Dort, wo Stellplatzsatzungen speziell auf das andere Nutzungsverhalten von Senioren eingehen, wird dies auch anerkannt. Exemplarisch dafür an dieser Stelle nochmal der Hinweis auf die Garagen- und Stellplatzverordnung in Bayern; dort macht man für „Gebäude mit Altenwohnungen“ eine Vorgabe von nur „0,2 Stellplätzen je Wohnung“ [Quelle: Gesetze-Bayern.de]. In Niedersachsen, hingegen, wird diese andere Nutzungsverhalten von Senioren im Allgemeinen nicht berücksichtig – was gerade der Grund ist, warum wir eine eigene Stellplatzsatzung für Gehrden erstellen sollten, damit wir das berücksichtigen können.
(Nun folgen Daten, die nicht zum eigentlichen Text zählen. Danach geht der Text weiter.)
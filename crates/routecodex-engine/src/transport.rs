//! Provider transport: the upstream HTTP call, SSE read loop, auth attach,
//! and status → taxonomy mapping.

use std::collections::HashMap;
use std::sync::{Mutex, OnceLock};
use std::time::{Duration, SystemTime};

use async_trait::async_trait;
use futures_util::StreamExt;
use http::StatusCode;
use http::header::RETRY_AFTER;
use serde_json::Value;
use tokio::sync::mpsc;
use tokio::time::Instant;
use tracing::{info, warn};

use routecodex_common::{GatewayError, ProviderFamily, UserAgentMode};
use routecodex_compat::CompatProfile;
use routecodex_protocol::sse::{SseEvent, SseParser};
use routecodex_vault::Credential;

use crate::context::{CodexSession, ProviderConfig};

const ANTHROPIC_VERSION: &str = "2023-06-01";
const RESPONSES_BETA: &str = "responses-2024-12-17";
const NORMAL_USER_AGENT: &str = concat!("routecodex/", env!("CARGO_PKG_VERSION"));
const CODEX_USER_AGENT: &str = "codex_cli_rs (routecodex)";

/// Everything needed to execute one upstream HTTP call.
#[derive(Debug, Clone)]
pub struct ProviderEnvelope {
    pub url: String,
    pub headers: Vec<(String, String)>,
    pub body: Value,
    pub expect_sse: bool,
    pub provider_id: String,
}

/// The upstream's answer: a JSON body, or an ordered stream of SSE events.
/// Dropping the event receiver aborts the upstream read.
pub enum UpstreamReply {
    Json(Value),
    Stream(mpsc::Receiver<SseEvent>),
}

/// The upstream HTTP seam the engine drives; mocked in tests.
#[async_trait]
pub trait UpstreamClient: Send + Sync {
    async fn send(
        &self,
        envelope: &ProviderEnvelope,
        profile: &CompatProfile,
        request_id: &str,
    ) -> Result<UpstreamReply, GatewayError>;
}

/// Real transport over a pooled wreq client.
pub struct HttpUpstreamClient {
    outbound_proxy: Option<String>,
}

static CLIENT_CACHE: OnceLock<Mutex<HashMap<Option<String>, wreq::Client>>> = OnceLock::new();

fn shared_client(proxy: Option<&str>) -> Result<wreq::Client, GatewayError> {
    let key = proxy.map(|value| value.to_string());
    let cache = CLIENT_CACHE.get_or_init(|| Mutex::new(HashMap::new()));
    let mut guard = cache
        .lock()
        .map_err(|_| GatewayError::UpstreamTransient("http client cache poisoned".to_string()))?;
    if let Some(client) = guard.get(&key) {
        return Ok(client.clone());
    }

    let mut builder = wreq::Client::builder().connect_timeout(Duration::from_secs(15));
    if let Some(proxy_url) = proxy {
        builder = builder.proxy(
            wreq::Proxy::all(proxy_url)
                .map_err(|err| GatewayError::UpstreamTransient(err.to_string()))?,
        );
    }
    let client = builder
        .build()
        .map_err(|err| GatewayError::UpstreamTransient(err.to_string()))?;
    guard.insert(key, client.clone());
    Ok(client)
}

/// Assemble the outbound call for a provider family: endpoint path, auth
/// header shape, protocol version headers, request-id propagation, and the
/// UA mode (codex mode synthesizes session/conversation ids).
pub fn build_envelope(
    ua_mode: UserAgentMode,
    provider: &ProviderConfig,
    credential: &Credential,
    body: Value,
    expect_sse: bool,
    request_id: &str,
    codex_session: Option<&CodexSession>,
) -> ProviderEnvelope {
    let base = provider.base_url.trim_end_matches('/');
    let path = match provider.family {
        ProviderFamily::OpenAiChat => "/chat/completions",
        ProviderFamily::OpenAiResponses => "/responses",
        ProviderFamily::Anthropic => "/messages",
    };

    let mut headers = Vec::new();
    match (provider.family, provider.x_api_key) {
        (ProviderFamily::Anthropic, _) | (_, true) => {
            headers.push(("x-api-key".to_string(), credential.bearer().to_string()));
        }
        _ => headers.push((
            "authorization".to_string(),
            format!("Bearer {}", credential.bearer()),
        )),
    }
    match provider.family {
        ProviderFamily::Anthropic => {
            headers.push(("anthropic-version".to_string(), ANTHROPIC_VERSION.to_string()));
        }
        ProviderFamily::OpenAiResponses => {
            headers.push(("openai-beta".to_string(), RESPONSES_BETA.to_string()));
        }
        ProviderFamily::OpenAiChat => {}
    }
    headers.push(("x-request-id".to_string(), request_id.to_string()));
    match ua_mode {
        UserAgentMode::Normal => {
            headers.push(("user-agent".to_string(), NORMAL_USER_AGENT.to_string()));
        }
        UserAgentMode::Codex => {
            headers.push(("user-agent".to_string(), CODEX_USER_AGENT.to_string()));
            if let Some(session) = codex_session {
                headers.push(("session_id".to_string(), session.session_id.clone()));
                headers.push((
                    "conversation_id".to_string(),
                    session.conversation_id.clone(),
                ));
            }
        }
    }
    if expect_sse {
        headers.push(("accept".to_string(), "text/event-stream".to_string()));
    }
    for (name, value) in &provider.headers {
        headers.push((name.clone(), value.clone()));
    }

    ProviderEnvelope {
        url: format!("{base}{path}"),
        headers,
        body,
        expect_sse,
        provider_id: provider.id.clone(),
    }
}

impl HttpUpstreamClient {
    pub fn new(outbound_proxy: Option<String>) -> Self {
        Self { outbound_proxy }
    }
}

#[async_trait]
impl UpstreamClient for HttpUpstreamClient {
    /// Execute the call. Non-2xx statuses map onto the error taxonomy, with
    /// the target's compatibility profile given first say on 4xx bodies.
    async fn send(
        &self,
        envelope: &ProviderEnvelope,
        profile: &CompatProfile,
        request_id: &str,
    ) -> Result<UpstreamReply, GatewayError> {
        let client = shared_client(self.outbound_proxy.as_deref())?;

        info!(
            event = "upstream_request",
            request_id = %request_id,
            provider = %envelope.provider_id,
            url = %envelope.url,
            is_stream = envelope.expect_sse
        );
        let started = Instant::now();

        let mut request = client.post(&envelope.url).json(&envelope.body);
        for (name, value) in &envelope.headers {
            request = request.header(name.as_str(), value.as_str());
        }

        let response = request.send().await.map_err(|err| {
            warn!(
                event = "upstream_response",
                request_id = %request_id,
                provider = %envelope.provider_id,
                status = "network_error",
                elapsed_ms = started.elapsed().as_millis() as u64,
                error = %err
            );
            GatewayError::UpstreamTransient(err.to_string())
        })?;

        let status = response.status();
        info!(
            event = "upstream_response",
            request_id = %request_id,
            provider = %envelope.provider_id,
            status = status.as_u16(),
            elapsed_ms = started.elapsed().as_millis() as u64,
            is_stream = envelope.expect_sse
        );

        if !status.is_success() {
            let headers = response.headers().clone();
            let body = response
                .bytes()
                .await
                .map_err(|err| GatewayError::UpstreamTransient(err.to_string()))?;
            let body_text = String::from_utf8_lossy(&body).to_string();
            return Err(classify_failure(status, &headers, &body_text, profile));
        }

        if !envelope.expect_sse {
            let body = response
                .bytes()
                .await
                .map_err(|err| GatewayError::UpstreamTransient(err.to_string()))?;
            let value = serde_json::from_slice(&body).map_err(|err| {
                GatewayError::UpstreamTransient(format!("invalid upstream json: {err}"))
            })?;
            return Ok(UpstreamReply::Json(value));
        }

        let (tx, rx) = mpsc::channel(64);
        tokio::spawn(read_sse(response, tx));
        Ok(UpstreamReply::Stream(rx))
    }
}

/// Upstream SSE read loop: parse frames out of the byte stream and forward
/// them in order. A dropped receiver ends the loop, which drops the response
/// and aborts the upstream connection.
async fn read_sse(response: wreq::Response, tx: mpsc::Sender<SseEvent>) {
    let mut parser = SseParser::new();
    let mut body = response.bytes_stream();
    while let Some(chunk) = body.next().await {
        let Ok(bytes) = chunk else { break };
        for event in parser.push_bytes(&bytes) {
            if tx.send(event).await.is_err() {
                return;
            }
        }
    }
    for event in parser.finish() {
        if tx.send(event).await.is_err() {
            return;
        }
    }
}

fn classify_failure(
    status: StatusCode,
    headers: &http::HeaderMap,
    body: &str,
    profile: &CompatProfile,
) -> GatewayError {
    match status {
        StatusCode::UNAUTHORIZED | StatusCode::FORBIDDEN => {
            GatewayError::Auth(format!("upstream {}: {}", status.as_u16(), truncate(body)))
        }
        StatusCode::TOO_MANY_REQUESTS => GatewayError::RateLimited {
            message: truncate(body),
            retry_after: retry_after(headers),
        },
        status if status.is_server_error() => {
            GatewayError::UpstreamTransient(format!("upstream {}", status.as_u16()))
        }
        status => {
            if let Some(error) = profile.classify_error_body(status.as_u16(), body) {
                return error;
            }
            // Body-declared tool failures are a taxonomy class of their own.
            if body.contains("MALFORMED_FUNCTION_CALL") {
                return GatewayError::tool_shape("upstream", "malformed_function_call");
            }
            GatewayError::UpstreamRejected {
                status: status.as_u16(),
                message: truncate(body),
            }
        }
    }
}

/// Parse `Retry-After` in both delta-seconds and HTTP-date forms.
pub fn retry_after(headers: &http::HeaderMap) -> Option<Duration> {
    let value = headers.get(RETRY_AFTER)?.to_str().ok()?.trim();
    if let Ok(seconds) = value.parse::<u64>() {
        return Some(Duration::from_secs(seconds));
    }
    let when = httpdate::parse_http_date(value).ok()?;
    when.duration_since(SystemTime::now()).ok()
}

fn truncate(body: &str) -> String {
    const MAX: usize = 512;
    if body.len() <= MAX {
        body.to_string()
    } else {
        let mut cut = MAX;
        while !body.is_char_boundary(cut) {
            cut -= 1;
        }
        format!("{}...", &body[..cut])
    }
}

#[cfg(test)]
mod tests {
    use super::*;

    #[test]
    fn retry_after_parses_seconds_and_http_date() {
        let mut headers = http::HeaderMap::new();
        headers.insert(RETRY_AFTER, "2".parse().unwrap());
        assert_eq!(retry_after(&headers), Some(Duration::from_secs(2)));

        let future = SystemTime::now() + Duration::from_secs(30);
        headers.insert(
            RETRY_AFTER,
            httpdate::fmt_http_date(future).parse().unwrap(),
        );
        let parsed = retry_after(&headers).unwrap();
        assert!(parsed <= Duration::from_secs(30));
        assert!(parsed > Duration::from_secs(25));
    }

    #[test]
    fn status_classes_map_to_taxonomy() {
        let profile = CompatProfile::passthrough();
        let headers = http::HeaderMap::new();
        assert!(matches!(
            classify_failure(StatusCode::UNAUTHORIZED, &headers, "nope", &profile),
            GatewayError::Auth(_)
        ));
        assert!(matches!(
            classify_failure(StatusCode::BAD_GATEWAY, &headers, "", &profile),
            GatewayError::UpstreamTransient(_)
        ));
        assert!(matches!(
            classify_failure(StatusCode::TOO_MANY_REQUESTS, &headers, "slow", &profile),
            GatewayError::RateLimited { .. }
        ));
        assert!(matches!(
            classify_failure(
                StatusCode::BAD_REQUEST,
                &headers,
                "{\"error\":\"MALFORMED_FUNCTION_CALL\"}",
                &profile,
            ),
            GatewayError::ToolShape { .. }
        ));
        assert!(matches!(
            classify_failure(StatusCode::NOT_FOUND, &headers, "missing", &profile),
            GatewayError::UpstreamRejected { status: 404, .. }
        ));
    }

    #[test]
    fn codex_mode_synthesizes_session_headers() {
        let provider = ProviderConfig {
            id: "openai".to_string(),
            family: ProviderFamily::OpenAiResponses,
            base_url: "https://api.openai.com/v1".to_string(),
            headers: Vec::new(),
            streaming: Default::default(),
            x_api_key: false,
        };
        let credential = Credential::ApiKey(routecodex_vault::ApiKeyCredential {
            id: "k".to_string(),
            value: "sk-test".to_string(),
        });
        let session = CodexSession::mint();
        let envelope = build_envelope(
            UserAgentMode::Codex,
            &provider,
            &credential,
            serde_json::json!({}),
            true,
            "req_1",
            Some(&session),
        );

        assert_eq!(envelope.url, "https://api.openai.com/v1/responses");
        let find = |name: &str| {
            envelope
                .headers
                .iter()
                .find(|(header, _)| header == name)
                .map(|(_, value)| value.clone())
        };
        assert!(find("session_id").unwrap().starts_with("codex_cli_session_"));
        assert!(
            find("conversation_id")
                .unwrap()
                .starts_with("codex_cli_conversation_")
        );
        assert_eq!(find("x-request-id").as_deref(), Some("req_1"));
        assert_eq!(find("openai-beta").as_deref(), Some(RESPONSES_BETA));
        assert_eq!(find("accept").as_deref(), Some("text/event-stream"));
    }

    #[test]
    fn anthropic_family_uses_x_api_key_and_version() {
        let provider = ProviderConfig {
            id: "anthropic".to_string(),
            family: ProviderFamily::Anthropic,
            base_url: "https://api.anthropic.com/v1/".to_string(),
            headers: Vec::new(),
            streaming: Default::default(),
            x_api_key: false,
        };
        let credential = Credential::ApiKey(routecodex_vault::ApiKeyCredential {
            id: "k".to_string(),
            value: "sk-ant".to_string(),
        });
        let envelope = build_envelope(
            UserAgentMode::Normal,
            &provider,
            &credential,
            serde_json::json!({}),
            false,
            "req_2",
            None,
        );
        assert_eq!(envelope.url, "https://api.anthropic.com/v1/messages");
        assert!(
            envelope
                .headers
                .iter()
                .any(|(name, value)| name == "x-api-key" && value == "sk-ant")
        );
        assert!(
            envelope
                .headers
                .iter()
                .any(|(name, value)| name == "anthropic-version" && value == ANTHROPIC_VERSION)
        );
    }
}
Dies ist die beste Möglichkeit, die wir absehbarer Zeit haben werden, um die Verkehrswende voranzubringen; denn die Zahl der Stellplätze für Berufstätige zu reduzieren, wird schwierig, weil sie aus dem genannten Grund oft ein Auto brauchen. Umgekehrt ist es schwierig, den ÖPNV auszubauen, weil die Zahl der Nutzenden oft gering ist. Nur diesem Fall haben wir tatsächlich die Möglichkeit dazu, die Zahl der Stellplätze zu reduzieren.
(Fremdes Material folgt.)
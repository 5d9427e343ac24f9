use std::time::Duration;

use anyhow::{Error, Result};
use serde::{Deserialize, Serialize};
use serde_json::{Value, json};

#[derive(Clone, Serialize, Deserialize, Debug, PartialEq)]
pub enum Role {
    #[serde(rename = "system")]
    System,
    #[serde(rename = "assistant")]
    Assistant,
    #[serde(rename = "user")]
    User,
}

#[derive(Clone, Serialize, Deserialize, Debug)]
pub struct Message {
    role: Role,
    pub content: String,
}

impl Message {
    pub fn new(role: Role, content: &str) -> Self {
        Message {
            role,
            content: content.to_string(),
        }
    }

    pub fn role(&self) -> &Role {
        &self.role
    }
}

/// Send a single chat completion request and return the raw JSON
/// response. Any non-2xx status is returned as an error.
pub async fn completion(
    messages: &[Message],
    api_hostname: &str,
    api_key: &str,
    model: &str,
    timeout: Duration,
) -> Result<Value, Error> {
    let payload = json!({
        "model": model,
        "messages": messages,
    });
    let url = format!("{}/v1/chat/completions", api_hostname.trim_end_matches("/"));
    let response = reqwest::Client::new()
        .post(url)
        .bearer_auth(api_key)
        .header("Content-Type", "application/json")
        .timeout(timeout)
        .json(&payload)
        .send()
        .await?
        .error_for_status()?
        .json()
        .await?;

    Ok(response)
}

#[cfg(test)]
mod tests {
    use super::*;

    #[test]
    fn test_role_serialization() {
        assert_eq!(serde_json::to_string(&Role::System).unwrap(), r#""system""#);
        assert_eq!(
            serde_json::to_string(&Role::Assistant).unwrap(),
            r#""assistant""#
        );
        assert_eq!(serde_json::to_string(&Role::User).unwrap(), r#""user""#);
    }

    #[test]
    fn test_message_new() {
        let msg = Message::new(Role::User, "Hello world");
        assert_eq!(
            serde_json::to_string(&msg).unwrap(),
            r#"{"role":"user","content":"Hello world"}"#
        );
        assert_eq!(msg.role(), &Role::User);
    }

    #[tokio::test]
    async fn test_completion_basic() {
        let mut server = mockito::Server::new_async().await;

        let response_body = r#"{
            "id": "gen-123",
            "object": "chat.completion",
            "created": 1694268190,
            "model": "mistralai/mistral-7b-instruct",
            "choices": [{
                "index": 0,
                "message": {
                    "role": "assistant",
                    "content": "Hello!"
                },
                "finish_reason": "stop"
            }]
        }"#;

        let mock = server
            .mock("POST", "/v1/chat/completions")
            .match_header("authorization", "Bearer test-key")
            .match_body(mockito::Matcher::PartialJson(json!({
                "model": "mistralai/mistral-7b-instruct",
                "messages": [{"role": "user", "content": "Hi"}]
            })))
            .with_status(200)
            .with_header("content-type", "application/json")
            .with_body(response_body)
            .create_async()
            .await;

        let messages = vec![Message::new(Role::User, "Hi")];
        let result = completion(
            &messages,
            server.url().as_str(),
            "test-key",
            "mistralai/mistral-7b-instruct",
            Duration::from_secs(5),
        )
        .await;

        mock.assert_async().await;
        let json = result.unwrap();
        assert_eq!(json["choices"][0]["message"]["content"], "Hello!");
    }

    #[tokio::test]
    async fn test_completion_error_status() {
        let mut server = mockito::Server::new_async().await;
        let mock = server
            .mock("POST", "/v1/chat/completions")
            .with_status(401)
            .with_body(r#"{"error": {"message": "No auth credentials found"}}"#)
            .create_async()
            .await;

        let messages = vec![Message::new(Role::User, "Hi")];
        let result = completion(
            &messages,
            server.url().as_str(),
            "",
            "mistralai/mistral-7b-instruct",
            Duration::from_secs(5),
        )
        .await;

        mock.assert_async().await;
        assert!(result.is_err());
    }
}
//! Router for the uploads API

use std::sync::{Arc, RwLock};

use axum::{
    Json, Router,
    extract::{Multipart, Path, State},
    response::IntoResponse,
    routing::{get, post},
};
use http::header;

use super::public;
use crate::api::public::ApiError;
use crate::api::state::AppState;
use crate::api::utils::read_chat_form;
use crate::uploads::{UploadError, read_upload, store_upload};

type SharedState = Arc<RwLock<AppState>>;

/// Store a file sent as the `file` field of a multipart form
async fn upload(
    State(state): State<SharedState>,
    multipart: Multipart,
) -> Result<Json<public::UploadResponse>, ApiError> {
    let file = read_chat_form(multipart)
        .await?
        .file
        .ok_or(UploadError::MissingFile)?;

    let (db, uploads_path) = {
        let shared_state = state.read().expect("Unable to read share state");
        (
            shared_state.db.clone(),
            shared_state.config.uploads_path.clone(),
        )
    };
    let stored = store_upload(&db, &uploads_path, &file.file_name, &file.bytes).await?;

    Ok(Json(public::UploadResponse::new(&stored.file_name)))
}

/// Serve the bytes of the latest upload with the given name
async fn view_upload(
    State(state): State<SharedState>,
    Path(filename): Path<String>,
) -> Result<impl IntoResponse, ApiError> {
    let (db, uploads_path) = {
        let shared_state = state.read().expect("Unable to read share state");
        (
            shared_state.db.clone(),
            shared_state.config.uploads_path.clone(),
        )
    };
    let (upload, bytes) = read_upload(&db, &uploads_path, &filename).await?;

    let headers = [
        (
            header::CONTENT_TYPE,
            String::from("application/octet-stream"),
        ),
        (
            header::CONTENT_DISPOSITION,
            format!(
                "inline; filename*=UTF-8''{}",
                urlencoding::encode(&upload.file_name)
            ),
        ),
    ];

    Ok((headers, bytes))
}

/// Create the uploads router
pub fn router() -> Router<SharedState> {
    Router::new()
        .route("/upload", post(upload))
        .route("/uploads/{filename}", get(view_upload))
}
//! Router for the chat API

use std::sync::{Arc, RwLock};

use axum::{
    Form, Json, Router,
    extract::{FromRequest, Multipart, Request, State},
    routing::{get, post},
};
use http::header;

use super::public;
use crate::api::public::ApiError;
use crate::api::state::AppState;
use crate::api::utils::read_chat_form;
use crate::chat::{ChatInput, clear_turns, exchange, list_turns};

type SharedState = Arc<RwLock<AppState>>;

/// Accept the chat message as multipart (with an optional file), a
/// url encoded form, or JSON.
async fn read_chat_input(request: Request) -> Result<ChatInput, ApiError> {
    let content_type = request
        .headers()
        .get(header::CONTENT_TYPE)
        .and_then(|v| v.to_str().ok())
        .unwrap_or_default()
        .to_string();

    if content_type.starts_with("multipart/form-data") {
        let multipart = Multipart::from_request(request, &())
            .await
            .map_err(|e| ApiError::BadRequest(e.body_text()))?;
        read_chat_form(multipart).await
    } else if content_type.starts_with("application/json") {
        let Json(payload) = Json::<public::ChatRequest>::from_request(request, &())
            .await
            .map_err(|e| ApiError::BadRequest(e.body_text()))?;
        Ok(ChatInput {
            message: payload.message,
            file: None,
        })
    } else if content_type.starts_with("application/x-www-form-urlencoded") {
        let Form(payload) = Form::<public::ChatRequest>::from_request(request, &())
            .await
            .map_err(|e| ApiError::BadRequest(e.body_text()))?;
        Ok(ChatInput {
            message: payload.message,
            file: None,
        })
    } else {
        Ok(ChatInput::default())
    }
}

/// Send a message and get the bot's reply. Upstream failures still
/// produce a reply so this only errors on bad input or storage
/// failures.
async fn chat_handler(
    State(state): State<SharedState>,
    request: Request,
) -> Result<Json<public::ChatResponse>, ApiError> {
    let input = read_chat_input(request).await?;

    let (db, completer, uploads_path) = {
        let shared_state = state.read().expect("Unable to read share state");
        (
            shared_state.db.clone(),
            Arc::clone(&shared_state.completer),
            shared_state.config.uploads_path.clone(),
        )
    };

    let result = exchange(&db, completer.as_ref(), &uploads_path, input).await?;

    Ok(Json(public::ChatResponse::new(result.reply())))
}

/// Get every stored message in the order it was sent
async fn history(
    State(state): State<SharedState>,
) -> Result<Json<Vec<public::HistoryMessage>>, ApiError> {
    let db = state.read().expect("Unable to read share state").db.clone();
    let turns = list_turns(&db).await?;

    Ok(Json(
        turns
            .into_iter()
            .map(public::HistoryMessage::from)
            .collect(),
    ))
}

/// Delete all messages
async fn clear(State(state): State<SharedState>) -> Result<Json<public::ClearResponse>, ApiError> {
    let db = state.read().expect("Unable to read share state").db.clone();
    let count = clear_turns(&db).await?;
    tracing::info!("Cleared {} messages", count);

    Ok(Json(public::ClearResponse {
        message: String::from("Chat history cleared."),
    }))
}

/// Create the chat router
pub fn router() -> Router<SharedState> {
    Router::new()
        .route("/chat", post(chat_handler))
        .route("/history", get(history))
        .route("/clear", post(clear))
}
pub mod core;
pub mod db;
pub mod models;
pub mod moderation;

pub use self::core::{ChatError, ChatInput, Exchange, FileUpload, exchange};
pub use db::{
    clear_turns, delete_turn, find_latest_bot_turn_by_text, find_latest_user_turn_before,
    find_turn_by_id, insert_turn, list_turns, set_feedback,
};
pub use models::{Feedback, Role, Turn};
pub use moderation::{DeletedPair, ModerationError, apply_feedback, delete_pair};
Sehr geehrte Damen und Herren, die Geschäftsordnung erlaubt zur Begründung eines Antrages eine Redezeit von bis zu 10 Minuten. Wegen der Tragweite des Problems will ich diese etwas weiter ausschöpfen.
Die westliche Zivilisation leidet unter ihrer Auto-Illusion! Die Vorstellung, wir würden alle in kleineren Städten leben, und könnten – alle – mit dem Auto zur Arbeit fahren, ist gefährlich. Das Zentrum der Wirtschaft liegt in Großstädten, und wenn dort jeder mit dem Auto zur Arbeit fährt, kollabiert der Verkehr. Wenn man das Problem dadurch lösen wollen würde, dass man breitete Straßen und mehr Parkplätze baut – die berüchtigte ‚autogerechte Stadt‘ – dann verwandelt man die Großstädte in eine Asphalt- und Betonwüste, in der viel zu viel Platz für Schnellstraßen und Parkplätze verwendet wird. Glücklicherweise hatte man das in den 1960ern in den meisten europäischen Großstädten rechtzeitig gemerkt, und die Straßenbahn-Netze zu Stadtbahnen ausgebaut. In Nordamerika hingegen hat man oft die Straßenbahnen ersatzlos abgebaut, so dass dort die Probleme mit der Verkehrsplanung noch viel schlimmer sind.
Gehrden hatte allerdings damals seinen Straßenbahn-Anschluss verloren, weswegen die Auto-Illusion hier vielleicht stärker ausgeprägt ist als in Ronnenberg, Wennigsen und Barsinghausen, wo man immerhin seit der Expo 2000 die S-Bahn hat. Ein Beispiel: In der öffentlichen Debatte um den vorliegenden Antrag kam die Frage auf, wo denn eine Familie parken will, um die Großeltern am Steinweg 1-3 zu besuchen, wenn es dort keine Parkplätze gibt. Naja, außerhalb der Marktzeiten haben wir in Gehrden kein großes Parkplatzproblem. Sie finden dann schon einen Parkplatz, sie müssten halt ggf. nur einige 100 Meter zu Fuß gehen.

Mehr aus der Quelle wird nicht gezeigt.